О первых днях своего секретарства Штепанек рассказывает:

«На следующий день я пришел точно, как было условлено, в девять часов. Гашек спал. А поскольку спала я пани Шура, я к ним вообще не мог попасть. Когда я постучал в дверь, Гашек проснулся и, узнав, что это я, крикнул, чтобы я пришел через час. Что ж, явился я через час, и снова повторилось то же самое. Гашек кричал из постели: „Господи, я спать хочу. Прошу вас, придите через час, а еще лучше – после обеда!“

Подобное счастье – отправиться на работу и вернуться, так и не поработав, – мне выпадало довольно часто. Иной раз Гашек действительно вставал через час, порой – через два, а то, бывало, не поднимается с постели и после обеда, а когда встанет – много мы с ним все равно написать не успеваем. Я старался изучить натуру Гашека, чтобы в наиболее подходящий момент нет‑нет да и напомнить о работе, но он редко когда поддавался на уговоры. Большей частью все зависело от его настроения.

Подчас он диктовал мне в зале трактира «У Инвальда», а сам тем временем о чем‑то спорил с кем‑нибудь из посетителей. В таких случаях мне приходилось не раз переспрашивать одну и ту же фразу. Или он сидел в обществе академического художника Панушки, советника юстиции Швеца из Пршибрама и двух местных учителей Шикиржа и Мареша (последний учил пани Шуру чешскому языку), живо с ними беседовал и как бы между делом диктовал. Однажды мы пошли взглянуть, как продвигается ремонт домика, который он купил себе весной, но оттуда я неожиданно должен был срочно возвращаться за письменными принадлежностями и бумагой, а потом усесться на пороге и писать на перевернутом ящике, в то время как тут же, поблизости, работали каменщики.
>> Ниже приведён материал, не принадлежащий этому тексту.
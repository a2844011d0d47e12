/// Renders every style for one image
/// Usage: cargo run -p art-effect --example all_styles_demo -- [image] [seed]
use art_effect::{RenderOptions, Style, StyleParams, codec, render_with};
use std::{fs, path::Path, time::Instant};

fn main() -> anyhow::Result<()> {
    env_logger::init();

    let mut args = std::env::args().skip(1);
    let img_path = args.next().unwrap_or_else(|| "data/test.png".to_string());
    let seed = args.next().and_then(|s| s.parse::<u64>().ok()).unwrap_or(42);

    let output_dir = Path::new("tmp/styles");
    fs::create_dir_all(output_dir)?;

    let source = codec::decode(&fs::read(&img_path)?)?;
    let preview = codec::compress_for_preview(&source, codec::DEFAULT_PREVIEW_QUALITY)?;
    println!("Source: {} ({}x{})", img_path, preview.width(), preview.height());
    println!("{}", "-".repeat(60));

    let options = RenderOptions::new().with_seed(seed);
    for style in Style::all_styles() {
        let start = Instant::now();
        let output = render_with(preview.clone(), style.name(), &StyleParams::new(), &options)?;
        let elapsed = start.elapsed();

        let file_name = codec::suggested_file_name(*style);
        fs::write(output_dir.join(&file_name), codec::encode_jpeg(&output, codec::DEFAULT_PREVIEW_QUALITY)?)?;

        println!(
            "{:<16} {:>10.2} ms   tmp/styles/{}",
            style.name(),
            elapsed.as_secs_f64() * 1000.0,
            file_name
        );
    }

    Ok(())
}
//! Style parameters and their schemas
//!
//! Every style declares a fixed table of [`ParamSpec`]s. Caller-supplied values are
//! checked against that table before a single pixel is touched.

use crate::{ArtEffectError, Result};
use log::warn;
use serde::{Deserialize, Serialize};
use std::{collections::BTreeMap, fmt};

pub type StyleParams = BTreeMap<String, ParamValue>;

#[derive(Debug, Clone, PartialEq, Serialize, Deserialize)]
#[serde(untagged)]
pub enum ParamValue {
    Bool(bool),
    Int(i64),
    Float(f64),
    Color([u8; 3]),
    Text(String),
}

impl ParamValue {
    /// Interpret command-line text: `true`/`false`, integers, floats, `#RRGGBB`, else text.
    pub fn parse(text: &str) -> Self {
        let text = text.trim();

        if let Ok(v) = text.parse::<bool>() {
            return ParamValue::Bool(v);
        }
        if let Ok(v) = text.parse::<i64>() {
            return ParamValue::Int(v);
        }
        if let Ok(v) = text.parse::<f64>() {
            return ParamValue::Float(v);
        }
        if let Some(rgb) = parse_hex_color(text) {
            return ParamValue::Color(rgb);
        }

        ParamValue::Text(text.to_string())
    }

    fn type_name(&self) -> &'static str {
        match self {
            ParamValue::Bool(_) => "bool",
            ParamValue::Int(_) => "int",
            ParamValue::Float(_) => "float",
            ParamValue::Color(_) => "color",
            ParamValue::Text(_) => "text",
        }
    }
}

impl fmt::Display for ParamValue {
    fn fmt(&self, f: &mut fmt::Formatter<'_>) -> fmt::Result {
        match self {
            ParamValue::Bool(v) => write!(f, "{v}"),
            ParamValue::Int(v) => write!(f, "{v}"),
            ParamValue::Float(v) => write!(f, "{v}"),
            ParamValue::Color(rgb) => f.write_str(&format_hex_color(*rgb)),
            ParamValue::Text(v) => write!(f, "\"{v}\""),
        }
    }
}

/// `#RRGGBB` (the leading `#` is optional).
pub fn parse_hex_color(text: &str) -> Option<[u8; 3]> {
    let hex = text.trim().strip_prefix('#').unwrap_or(text.trim());
    if hex.len() != 6 || !hex.chars().all(|c| c.is_ascii_hexdigit()) {
        return None;
    }

    let channel = |i: usize| u8::from_str_radix(&hex[i..i + 2], 16).ok();
    Some([channel(0)?, channel(2)?, channel(4)?])
}

pub fn format_hex_color(rgb: [u8; 3]) -> String {
    format!("#{:02X}{:02X}{:02X}", rgb[0], rgb[1], rgb[2])
}

#[derive(Debug, Clone, Copy, PartialEq)]
pub enum ParamKind {
    Int { min: i64, max: i64 },
    Float { min: f64, max: f64 },
    Color,
    Bool,
    Choice(&'static [&'static str]),
}

impl fmt::Display for ParamKind {
    fn fmt(&self, f: &mut fmt::Formatter<'_>) -> fmt::Result {
        match self {
            ParamKind::Int { min, max } => write!(f, "int {min}..={max}"),
            ParamKind::Float { min, max } => write!(f, "float {min:.1}..={max:.1}"),
            ParamKind::Color => f.write_str("color #RRGGBB"),
            ParamKind::Bool => f.write_str("bool"),
            ParamKind::Choice(options) => write!(f, "one of {}", options.join("|")),
        }
    }
}

/// Compile-time default of a parameter.
#[derive(Debug, Clone, Copy, PartialEq)]
pub enum ParamDefault {
    Int(i64),
    Float(f64),
    Color([u8; 3]),
    Bool(bool),
    Choice(&'static str),
}

impl ParamDefault {
    pub fn to_value(&self) -> ParamValue {
        match *self {
            ParamDefault::Int(v) => ParamValue::Int(v),
            ParamDefault::Float(v) => ParamValue::Float(v),
            ParamDefault::Color(v) => ParamValue::Color(v),
            ParamDefault::Bool(v) => ParamValue::Bool(v),
            ParamDefault::Choice(v) => ParamValue::Text(v.to_string()),
        }
    }
}

#[derive(Debug, Clone, Copy, PartialEq)]
pub struct ParamSpec {
    pub name: &'static str,
    pub kind: ParamKind,
    pub default: ParamDefault,
}

impl ParamSpec {
    pub const fn new(name: &'static str, kind: ParamKind, default: ParamDefault) -> Self {
        Self { name, kind, default }
    }
}

impl fmt::Display for ParamSpec {
    fn fmt(&self, f: &mut fmt::Formatter<'_>) -> fmt::Result {
        write!(f, "{:<20} {:<26} default {}", self.name, self.kind.to_string(), self.default.to_value())
    }
}

/// What to do with a numeric value outside its declared range.
#[derive(Debug, Clone, Copy, PartialEq, Eq, Default)]
pub enum RangePolicy {
    #[default]
    Reject,
    Clamp,
}

/// A value that passed its schema check.
#[derive(Debug, Clone, Copy, PartialEq)]
enum Checked {
    Int(i64),
    Float(f64),
    Color([u8; 3]),
    Bool(bool),
    Choice(&'static str),
}

/// Typed, range-checked access to one style's parameters.
pub struct ParamReader<'a> {
    style: &'a str,
    schema: &'a [ParamSpec],
    params: &'a StyleParams,
    policy: RangePolicy,
}

impl<'a> ParamReader<'a> {
    /// Checks every supplied value up front; unknown names are errors.
    pub fn new(
        style: &'a str,
        schema: &'a [ParamSpec],
        params: &'a StyleParams,
        policy: RangePolicy,
    ) -> Result<Self> {
        let reader = Self {
            style,
            schema,
            params,
            policy,
        };

        for (name, value) in params {
            let spec = schema
                .iter()
                .find(|s| s.name == name.as_str())
                .ok_or_else(|| reader.invalid(name, value, "unknown parameter"))?;
            reader.check(spec, value)?;
        }

        Ok(reader)
    }

    fn invalid(&self, name: &str, value: &ParamValue, reason: impl Into<String>) -> ArtEffectError {
        ArtEffectError::InvalidParameter {
            style: self.style.to_string(),
            name: name.to_string(),
            value: value.to_string(),
            reason: reason.into(),
        }
    }

    fn check(&self, spec: &ParamSpec, value: &ParamValue) -> Result<Checked> {
        let wrong_type = || self.invalid(spec.name, value, format!("expected {}, got {}", spec.kind, value.type_name()));

        match spec.kind {
            ParamKind::Float { min, max } => {
                let v = match value {
                    ParamValue::Float(v) if v.is_finite() => *v,
                    ParamValue::Int(v) => *v as f64,
                    _ => return Err(wrong_type()),
                };

                if (min..=max).contains(&v) {
                    return Ok(Checked::Float(v));
                }
                match self.policy {
                    RangePolicy::Reject => Err(self.invalid(spec.name, value, format!("out of range {min}..={max}"))),
                    RangePolicy::Clamp => {
                        let clamped = v.clamp(min, max);
                        warn!("{}: clamped `{}` from {v} to {clamped}", self.style, spec.name);
                        Ok(Checked::Float(clamped))
                    }
                }
            }
            ParamKind::Int { min, max } => {
                let v = match value {
                    ParamValue::Int(v) => *v,
                    ParamValue::Float(v) if v.is_finite() && v.fract() == 0.0 => *v as i64,
                    _ => return Err(wrong_type()),
                };

                if (min..=max).contains(&v) {
                    return Ok(Checked::Int(v));
                }
                match self.policy {
                    RangePolicy::Reject => Err(self.invalid(spec.name, value, format!("out of range {min}..={max}"))),
                    RangePolicy::Clamp => {
                        let clamped = v.clamp(min, max);
                        warn!("{}: clamped `{}` from {v} to {clamped}", self.style, spec.name);
                        Ok(Checked::Int(clamped))
                    }
                }
            }
            ParamKind::Color => match value {
                ParamValue::Color(rgb) => Ok(Checked::Color(*rgb)),
                ParamValue::Text(text) => parse_hex_color(text)
                    .map(Checked::Color)
                    .ok_or_else(|| self.invalid(spec.name, value, "expected #RRGGBB")),
                _ => Err(wrong_type()),
            },
            ParamKind::Bool => match value {
                ParamValue::Bool(v) => Ok(Checked::Bool(*v)),
                _ => Err(wrong_type()),
            },
            ParamKind::Choice(options) => match value {
                ParamValue::Text(text) => options
                    .iter()
                    .find(|o| o.eq_ignore_ascii_case(text.trim()))
                    .map(|o| Checked::Choice(*o))
                    .ok_or_else(|| self.invalid(spec.name, value, format!("expected one of {}", options.join("|")))),
                _ => Err(wrong_type()),
            },
        }
    }

    fn resolve(&self, name: &str) -> Result<Checked> {
        let spec = self
            .schema
            .iter()
            .find(|s| s.name == name)
            .ok_or_else(|| ArtEffectError::Processing(format!("{} has no parameter `{name}`", self.style)))?;

        match self.params.get(name) {
            Some(value) => self.check(spec, value),
            None => self.check(spec, &spec.default.to_value()),
        }
    }

    fn mismatch(&self, name: &str) -> ArtEffectError {
        ArtEffectError::Processing(format!("{}: `{name}` read with the wrong type", self.style))
    }

    pub fn float(&self, name: &str) -> Result<f64> {
        match self.resolve(name)? {
            Checked::Float(v) => Ok(v),
            _ => Err(self.mismatch(name)),
        }
    }

    pub fn int(&self, name: &str) -> Result<i64> {
        match self.resolve(name)? {
            Checked::Int(v) => Ok(v),
            _ => Err(self.mismatch(name)),
        }
    }

    pub fn color(&self, name: &str) -> Result<[u8; 3]> {
        match self.resolve(name)? {
            Checked::Color(v) => Ok(v),
            _ => Err(self.mismatch(name)),
        }
    }

    pub fn flag(&self, name: &str) -> Result<bool> {
        match self.resolve(name)? {
            Checked::Bool(v) => Ok(v),
            _ => Err(self.mismatch(name)),
        }
    }

    pub fn choice(&self, name: &str) -> Result<&'static str> {
        match self.resolve(name)? {
            Checked::Choice(v) => Ok(v),
            _ => Err(self.mismatch(name)),
        }
    }

    /// Error for a value that is well-typed and in range but still unusable.
    pub fn reject(&self, name: &str, reason: &str) -> ArtEffectError {
        let value = self
            .params
            .get(name)
            .cloned()
            .unwrap_or(ParamValue::Text(String::new()));
        self.invalid(name, &value, reason)
    }
}

#[cfg(test)]
mod tests {
    use super::*;

    const SCHEMA: &[ParamSpec] = &[
        ParamSpec::new("ratio", ParamKind::Float { min: 0.0, max: 1.0 }, ParamDefault::Float(0.5)),
        ParamSpec::new("count", ParamKind::Int { min: 1, max: 5 }, ParamDefault::Int(2)),
        ParamSpec::new("tint", ParamKind::Color, ParamDefault::Color([255, 0, 0])),
        ParamSpec::new("legacy", ParamKind::Bool, ParamDefault::Bool(false)),
        ParamSpec::new("mode", ParamKind::Choice(&["self", "inverted"]), ParamDefault::Choice("self")),
    ];

    fn params(pairs: &[(&str, ParamValue)]) -> StyleParams {
        pairs.iter().map(|(k, v)| (k.to_string(), v.clone())).collect()
    }

    #[test]
    fn test_parse_text() {
        assert_eq!(ParamValue::parse("true"), ParamValue::Bool(true));
        assert_eq!(ParamValue::parse("12"), ParamValue::Int(12));
        assert_eq!(ParamValue::parse("0.25"), ParamValue::Float(0.25));
        assert_eq!(ParamValue::parse("#00ff80"), ParamValue::Color([0, 255, 128]));
        assert_eq!(ParamValue::parse("inverted"), ParamValue::Text("inverted".to_string()));
    }

    #[test]
    fn test_hex_color() {
        assert_eq!(parse_hex_color("#FF0000"), Some([255, 0, 0]));
        assert_eq!(parse_hex_color("00FF00"), Some([0, 255, 0]));
        assert_eq!(parse_hex_color("#FF00"), None);
        assert_eq!(parse_hex_color("#GG0000"), None);
        assert_eq!(format_hex_color([1, 171, 255]), "#01ABFF");
    }

    #[test]
    fn test_defaults() {
        let empty = StyleParams::new();
        let reader = ParamReader::new("Test", SCHEMA, &empty, RangePolicy::Reject).unwrap();

        assert_eq!(reader.float("ratio").unwrap(), 0.5);
        assert_eq!(reader.int("count").unwrap(), 2);
        assert_eq!(reader.color("tint").unwrap(), [255, 0, 0]);
        assert!(!reader.flag("legacy").unwrap());
        assert_eq!(reader.choice("mode").unwrap(), "self");
    }

    #[test]
    fn test_out_of_range_rejected() {
        let p = params(&[("ratio", ParamValue::Float(1.5))]);
        let err = ParamReader::new("Test", SCHEMA, &p, RangePolicy::Reject).err().unwrap();

        match err {
            ArtEffectError::InvalidParameter { style, name, value, .. } => {
                assert_eq!(style, "Test");
                assert_eq!(name, "ratio");
                assert_eq!(value, "1.5");
            }
            other => panic!("unexpected error: {other}"),
        }
    }

    #[test]
    fn test_out_of_range_clamped() {
        let p = params(&[("ratio", ParamValue::Float(1.5)), ("count", ParamValue::Int(-3))]);
        let reader = ParamReader::new("Test", SCHEMA, &p, RangePolicy::Clamp).unwrap();

        assert_eq!(reader.float("ratio").unwrap(), 1.0);
        assert_eq!(reader.int("count").unwrap(), 1);
    }

    #[test]
    fn test_type_coercions() {
        let p = params(&[
            ("ratio", ParamValue::Int(1)),
            ("count", ParamValue::Float(3.0)),
            ("tint", ParamValue::Text("#0000FF".to_string())),
            ("mode", ParamValue::Text("Inverted".to_string())),
        ]);
        let reader = ParamReader::new("Test", SCHEMA, &p, RangePolicy::Reject).unwrap();

        assert_eq!(reader.float("ratio").unwrap(), 1.0);
        assert_eq!(reader.int("count").unwrap(), 3);
        assert_eq!(reader.color("tint").unwrap(), [0, 0, 255]);
        assert_eq!(reader.choice("mode").unwrap(), "inverted");
    }

    #[test]
    fn test_wrong_types_rejected_under_both_policies() {
        let cases = [
            ("count", ParamValue::Float(2.5)),
            ("ratio", ParamValue::Text("half".to_string())),
            ("tint", ParamValue::Int(3)),
            ("legacy", ParamValue::Int(1)),
            ("mode", ParamValue::Text("sideways".to_string())),
            ("nope", ParamValue::Int(1)),
        ];

        for (name, value) in cases {
            let p = params(&[(name, value)]);
            for policy in [RangePolicy::Reject, RangePolicy::Clamp] {
                assert!(matches!(
                    ParamReader::new("Test", SCHEMA, &p, policy),
                    Err(ArtEffectError::InvalidParameter { .. })
                ));
            }
        }
    }
}
//! Byte-level helpers for the upload and download sides of a render.

use crate::{ArtEffectError, Raster, Result, style::Style};
use image::codecs::jpeg::JpegEncoder;

pub const JPEG_MIME: &str = "image/jpeg";
pub const DEFAULT_PREVIEW_QUALITY: u8 = 50;

/// Decode PNG or JPEG bytes into an RGB raster.
pub fn decode(bytes: &[u8]) -> Result<Raster> {
    let image = image::load_from_memory(bytes).map_err(|e| ArtEffectError::Decode(e.to_string()))?;
    Ok(image.to_rgb8())
}

pub fn encode_jpeg(image: &Raster, quality: u8) -> Result<Vec<u8>> {
    if !(1..=100).contains(&quality) {
        return Err(ArtEffectError::Processing(format!(
            "jpeg quality must be in 1..=100, got {quality}"
        )));
    }

    let mut buffer = Vec::new();
    JpegEncoder::new_with_quality(&mut buffer, quality).encode_image(image)?;
    Ok(buffer)
}

/// Run the raster through a lossy JPEG round trip, as the preview path does.
pub fn compress_for_preview(image: &Raster, quality: u8) -> Result<Raster> {
    let bytes = encode_jpeg(image, quality)?;
    decode(&bytes)
}

pub fn suggested_file_name(style: Style) -> String {
    format!("{}.jpg", style.file_stem())
}
use anyhow::{Context, Result, bail};
use art_effect::{Style, StyleParams};
use derivative::Derivative;
use log::{debug, warn};
use serde::{Deserialize, Serialize};
use std::{
    collections::BTreeMap,
    fs,
    path::{Path, PathBuf},
};

pub const DEFAULT_CONFIG_FILE: &str = "sketcher.toml";

#[derive(Serialize, Deserialize, Debug, Clone, Derivative)]
#[derivative(Default)]
pub struct Config {
    #[serde(skip)]
    pub config_path: PathBuf,

    #[serde(skip)]
    pub is_first_run: bool,

    #[serde(default = "preview_quality_default")]
    #[derivative(Default(value = "preview_quality_default()"))]
    pub preview_quality: u8,

    #[serde(default = "output_quality_default")]
    #[derivative(Default(value = "output_quality_default()"))]
    pub output_quality: u8,

    #[serde(default = "output_dir_default")]
    #[derivative(Default(value = "output_dir_default()"))]
    pub output_dir: PathBuf,

    #[serde(default = "feedback_log_default")]
    #[derivative(Default(value = "feedback_log_default()"))]
    pub feedback_log: PathBuf,

    #[serde(default, skip_serializing_if = "Option::is_none")]
    pub seed: Option<u64>,

    // [styles.gothic]
    // glow_strength = 12
    #[serde(default)]
    pub styles: BTreeMap<String, StyleParams>,
}

impl Config {
    /// Read `path`, or write a default config there when it is missing or broken.
    pub fn load_or_init(path: impl AsRef<Path>) -> Result<Config> {
        let mut config = Config {
            config_path: path.as_ref().to_path_buf(),
            ..Default::default()
        };
        config.load()?;
        Ok(config)
    }

    fn load(&mut self) -> Result<()> {
        match fs::read_to_string(&self.config_path) {
            Ok(text) => match toml::from_str::<Config>(&text) {
                Ok(mut c) => {
                    c.config_path = self.config_path.clone();
                    c.is_first_run = false;
                    *self = c;

                    debug!("load config from {}", self.config_path.display());
                    Ok(())
                }
                Err(e) => {
                    warn!("parse {} failed, rewrite it with defaults: {e}", self.config_path.display());
                    self.reset()
                }
            },
            Err(_) => self.reset(),
        }
    }

    fn reset(&mut self) -> Result<()> {
        self.is_first_run = true;

        if self.config_path.exists() {
            let mut bak_file = self.config_path.clone().into_os_string();
            bak_file.push(".bak");
            _ = fs::copy(&self.config_path, bak_file);
        }

        self.save()
    }

    pub fn save(&self) -> Result<()> {
        match toml::to_string_pretty(self) {
            Ok(text) => Ok(fs::write(&self.config_path, text)
                .with_context(|| format!("save config to {} failed", self.config_path.display()))?),
            Err(e) => bail!(format!("convert config to toml format failed. {e:?}")),
        }
    }

    /// Parameters configured for `style`. Table keys may use any spelling the
    /// style name parser accepts, e.g. `pencil-sketch` or `PencilSketch`.
    pub fn style_params(&self, style: Style) -> Result<StyleParams> {
        let mut params = StyleParams::new();

        for (key, table) in &self.styles {
            let configured = key
                .parse::<Style>()
                .with_context(|| format!("unknown style table [styles.{key}] in config"))?;

            if configured == style {
                params.extend(table.iter().map(|(k, v)| (k.clone(), v.clone())));
            }
        }

        Ok(params)
    }
}

fn preview_quality_default() -> u8 {
    art_effect::codec::DEFAULT_PREVIEW_QUALITY
}

fn output_quality_default() -> u8 {
    art_effect::codec::DEFAULT_PREVIEW_QUALITY
}

fn output_dir_default() -> PathBuf {
    PathBuf::from(".")
}

fn feedback_log_default() -> PathBuf {
    PathBuf::from("feedback.txt")
}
Как я уже упоминал, в первый раз я пришел к Гашеку утром, и притом напрасно – Гашек отсыпался. Когда я вернулся после обеда, он уже сидел за столом, ждал меня и со смехом сказал: «Ну и задали мы тебе утром перцу, а?»

Пани Шура должна была без промедления принести от Инвальда чай и налить нам сливовицы. Мы не спеша готовились к работе. Я заранее предвкушал удовольствие от новой главы «Швейка», хотелось узнать, как Гашек сочиняет, есть ли у него какие‑нибудь заметки, которыми он пользуется при создании романа. Но в тот день я так этого и не узнал.

«Швейку мы сегодня еще дадим поспать, напишем что‑нибудь коротенькое», – сказал Гашек к великому моему разочарованию.

Мы поговорили о всякой всячине, тем временем я приготовил бумагу, перо и чернила, тут Гашек встал, заложив руки за спину, принялся ходить по небольшому свободному пространству комнаты и произнес: «Итак, начинаем! Заглавие пока не пишите, оставьте для него место, придумаем, когда все будет готово, – сначала посмотрим, о чем пойдет речь!»

Значит, не только я, но и сам Гашек, видимо, еще не знал, о чем пойдет речь. Но стоило ему закурить сигарету, как он уже вошел в темп, и я попотел‑таки, чтобы не отстать от него. Это было мое секретарское крещение, поначалу я еще не набил руку, но за два часа мы все же справились.

Так была написана юмореска «Взаимные отношения между родителями и детьми», впервые напечатанная в сборнике рассказов Гашека «Мирная конференция и другие юморески».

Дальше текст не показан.